Sound localization is the ability to perceive the position of auditory events. Humans locate sounds in the environment by interpreting the acoustic signals that reach the ears. When these signals are altered, as in many conditions of hearing loss, locating sounds can become challenging. Adaptation mechanisms enable training of sound localization abilities, even in adulthood. In this thesis, I explored the cognitive mechanisms involved in sound localization and I tested the impact of multisensory and motor variables when training acoustic space perception in normal hearing adults, aging people with presbycusis and cochlear implant users. To these aims, I used an innovative virtual reality approach (VR).

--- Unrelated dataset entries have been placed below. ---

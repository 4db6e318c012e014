use std::sync::{Arc, Mutex};

use bursar_shared::{
    const_config::storage::{STORAGE_KEY_IDENTITY, STORAGE_KEY_TOKEN},
    log_err_as_warn,
    req_args::LoginReqArgs,
    routes::RoutePolicy,
    session::Session,
    token::AuthToken,
    uac::{AuthError, Identity, LoginResponse},
};
use tracing::{debug, info, instrument, warn};

use crate::{
    auth_service::AuthService,
    storage::{SessionStorage, StorageError},
};

/// Shared view of the session handed to the route guard and the HTTP client.
/// Only the [`SessionStore`] changes what it holds
#[derive(Debug, Clone, Default)]
pub struct SessionHandle(Arc<Mutex<Session>>);

impl SessionHandle {
    pub fn new(session: Session) -> Self {
        Self(Arc::new(Mutex::new(session)))
    }

    /// Runs `f` with the current session, keep `f` short as the session is
    /// locked while it runs
    pub fn with<R>(&self, f: impl FnOnce(&Session) -> R) -> R {
        f(&self.0.lock().expect("mutex poisoned"))
    }

    pub fn snapshot(&self) -> Session {
        self.with(Session::clone)
    }

    pub fn token(&self) -> AuthToken {
        self.with(|session| session.token().clone())
    }

    pub fn is_authenticated(&self) -> bool {
        self.with(Session::is_authenticated)
    }

    pub(crate) fn update(&self, f: impl FnOnce(&mut Session)) {
        f(&mut self.0.lock().expect("mutex poisoned"))
    }
}

/// Owns the session and its persisted copy.
///
/// Construct with [`SessionStore::restore`] once at startup before any
/// navigation is checked, then change the session only through
/// [`login`](Self::login), [`fetch_profile`](Self::fetch_profile) and
/// [`logout`](Self::logout).
#[derive(Debug)]
pub struct SessionStore<S> {
    storage: S,
    session: SessionHandle,
}

impl<S: SessionStorage> SessionStore<S> {
    /// Loads the persisted session. Both the token and the identity must be
    /// present for the session to be restored. An identity that cannot be
    /// read is dropped from the session and from storage, the token is kept
    #[instrument(skip_all)]
    pub fn restore(mut storage: S) -> Self {
        let token = read_non_empty(&storage, STORAGE_KEY_TOKEN);
        let identity_json = read_non_empty(&storage, STORAGE_KEY_IDENTITY);
        let session = match (token, identity_json) {
            (Some(token), Some(identity_json)) => {
                let identity = match Identity::from_json(&identity_json) {
                    Ok(identity) => Some(identity),
                    Err(e) => {
                        warn!(?e, "discarding persisted identity");
                        log_err_as_warn!(storage.remove_item(STORAGE_KEY_IDENTITY));
                        None
                    }
                };
                info!("restored persisted session");
                Session::new(token.into(), identity)
            }
            _ => {
                debug!("no complete persisted session found");
                Session::default()
            }
        };
        Self {
            storage,
            session: SessionHandle::new(session),
        }
    }

    pub fn handle(&self) -> SessionHandle {
        self.session.clone()
    }

    pub fn session(&self) -> Session {
        self.session.snapshot()
    }

    pub fn storage(&self) -> &S {
        &self.storage
    }

    /// On success the token and identity are replaced together and persisted.
    /// On failure the session is left as it was
    #[instrument(skip(self, auth))]
    pub async fn login<A: AuthService>(
        &mut self,
        auth: &A,
        args: &LoginReqArgs,
    ) -> Result<Identity, AuthError> {
        let LoginResponse {
            access_token, user, ..
        } = auth.login(args).await.inspect_err(|e| warn!(?e, "login failed"))?;
        self.session
            .update(|session| session.set_credentials(access_token.clone(), user.clone()));
        log_err_as_warn!(self
            .storage
            .set_item(STORAGE_KEY_TOKEN, access_token.expose_secret()));
        self.persist_identity(&user);
        info!(username = %user.username, "logged in");
        Ok(user)
    }

    /// Refreshes the identity using the current token. Fails without sending
    /// anything if there is no token
    #[instrument(skip(self, auth))]
    pub async fn fetch_profile<A: AuthService>(&mut self, auth: &A) -> Result<Identity, AuthError> {
        if !self.session.is_authenticated() {
            return Err(AuthError::NotLoggedIn);
        }
        let identity = auth
            .current_user()
            .await
            .inspect_err(|e| warn!(?e, "fetching profile failed"))?;
        self.session
            .update(|session| session.set_identity(identity.clone()));
        self.persist_identity(&identity);
        Ok(identity)
    }

    /// Always succeeds, storage failures are only logged
    #[instrument(skip(self))]
    pub fn logout(&mut self) {
        self.session.update(Session::clear);
        log_err_as_warn!(self.storage.remove_item(STORAGE_KEY_TOKEN));
        log_err_as_warn!(self.storage.remove_item(STORAGE_KEY_IDENTITY));
        info!("logged out");
    }

    pub fn can_access_page(&self, path: &str, policy: &RoutePolicy) -> bool {
        self.session
            .with(|session| session.can_access_page(path, policy))
    }

    fn persist_identity(&mut self, identity: &Identity) {
        match identity.to_json() {
            Ok(json) => log_err_as_warn!(self.storage.set_item(STORAGE_KEY_IDENTITY, &json)),
            Err(e) => warn!(?e, "failed to serialize identity for storage"),
        }
    }
}

/// Read failures are logged and treated as the key being absent
fn read_non_empty<S: SessionStorage>(storage: &S, key: &str) -> Option<String> {
    let result: Result<Option<String>, StorageError> = storage.get_item(key);
    match result {
        Ok(value) => value.filter(|v| !v.is_empty()),
        Err(e) => {
            warn!(?e, key, "failed to read from storage");
            None
        }
    }
}
//! The compiled-in table of pages and who may open them

use crate::const_config::path::*;

#[derive(Debug, Clone, PartialEq, Eq)]
pub struct RouteEntry {
    pub name: &'static str,
    pub path: &'static str,
    pub requires_auth: bool,
    /// The page keeps its state when navigated away from
    pub keep_alive: bool,
}

impl RouteEntry {
    pub const fn public(name: &'static str, path: &'static str) -> Self {
        Self {
            name,
            path,
            requires_auth: false,
            keep_alive: false,
        }
    }

    pub const fn protected(name: &'static str, path: &'static str) -> Self {
        Self {
            name,
            path,
            requires_auth: true,
            keep_alive: true,
        }
    }
}

pub const DEFAULT_ROUTES: &[RouteEntry] = &[
    RouteEntry::public("Login", PAGE_LOGIN),
    RouteEntry::public("Forbidden", PAGE_FORBIDDEN),
    RouteEntry::protected("Home", PAGE_HOME),
    RouteEntry::protected("Program", PAGE_PROGRAM),
    RouteEntry::protected("ProgramFreeze", PAGE_PROGRAM_FREEZE),
    RouteEntry::protected("Authorization", PAGE_AUTHORIZATION),
    RouteEntry::protected("Student", PAGE_STUDENT),
    RouteEntry::protected("Invoice", PAGE_INVOICE),
    RouteEntry::protected("Teacher", PAGE_TEACHER),
    RouteEntry::protected("Indicator", PAGE_INDICATOR),
    RouteEntry::protected("Voucher", PAGE_VOUCHER),
    RouteEntry::protected("ApprovalWorkflow", PAGE_APPROVAL_WORKFLOW),
    RouteEntry::protected("MethodOfAccountTitleSummary", PAGE_ACCOUNT_TITLE_SUMMARY),
];

/// Pages an accountant (who is not also an admin or backend user) may open
pub const ACCOUNTANT_ALLOWED_PATHS: &[&str] = &[PAGE_INDICATOR];

/// Ordered route entries plus the accountant allow-list
#[derive(Debug, Clone)]
pub struct RoutePolicy {
    entries: Vec<RouteEntry>,
    accountant_paths: Vec<&'static str>,
}

impl Default for RoutePolicy {
    fn default() -> Self {
        Self::new(DEFAULT_ROUTES.to_vec(), ACCOUNTANT_ALLOWED_PATHS.to_vec())
    }
}

impl RoutePolicy {
    pub fn new(entries: Vec<RouteEntry>, accountant_paths: Vec<&'static str>) -> Self {
        Self {
            entries,
            accountant_paths,
        }
    }

    pub fn entries(&self) -> &[RouteEntry] {
        &self.entries
    }

    pub fn entry(&self, path: &str) -> Option<&RouteEntry> {
        self.entries.iter().find(|entry| entry.path == path)
    }

    /// Paths not in the table do not require authentication
    pub fn requires_auth(&self, path: &str) -> bool {
        self.entry(path).is_some_and(|entry| entry.requires_auth)
    }

    pub fn is_accountant_allowed(&self, path: &str) -> bool {
        self.accountant_paths.iter().any(|allowed| *allowed == path)
    }

    /// The login and forbidden pages are reachable whatever the table says,
    /// otherwise redirecting to them could loop
    pub fn is_always_public(path: &str) -> bool {
        path == PAGE_LOGIN || path == PAGE_FORBIDDEN
    }
}

/// Where a navigation wants to go. The full path may carry a query and a
/// fragment, access decisions only look at the path part
#[derive(Debug, Clone, PartialEq, Eq)]
pub struct NavTarget {
    full_path: String,
    path_len: usize,
}

impl NavTarget {
    /// A target that does not start with `/` is taken as relative to the root
    pub fn parse(full_path: &str) -> Self {
        let full_path = if full_path.starts_with('/') {
            full_path.to_string()
        } else {
            format!("/{full_path}")
        };
        let path_len = full_path
            .find(|c: char| c == '?' || c == '#')
            .unwrap_or(full_path.len());
        Self {
            full_path,
            path_len,
        }
    }

    pub fn path(&self) -> &str {
        &self.full_path[..self.path_len]
    }

    pub fn full_path(&self) -> &str {
        &self.full_path
    }
}

impl From<&str> for NavTarget {
    fn from(value: &str) -> Self {
        Self::parse(value)
    }
}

In the first two studies, I explored the effect of visual and motor information on sound localization and validated the overall VR approach, in young (Chapter 2) and ageing participants (Chapter 3). In the subsequent three studies, I demonstrated the effectiveness of a reaching-to-sound training, based on multisensory feedback and active listening, in normal hearing people with one ear plugged. First, I showed that this training improves performance more than a comparable control condition (Chapter 4); next, I showed that reaching to sound training generalizes toward a different auditory spatial task in normal hearing people with one ear plugged (Chapter 5); finally, I showed that training and generalization effects can also be observed in people with deafness that use bilateral cochlear implants (Chapter 6). These results extend the current models of acoustic space relearning and propose multisensory-motor trainings that have the potential to transfer to clinical and applied contexts.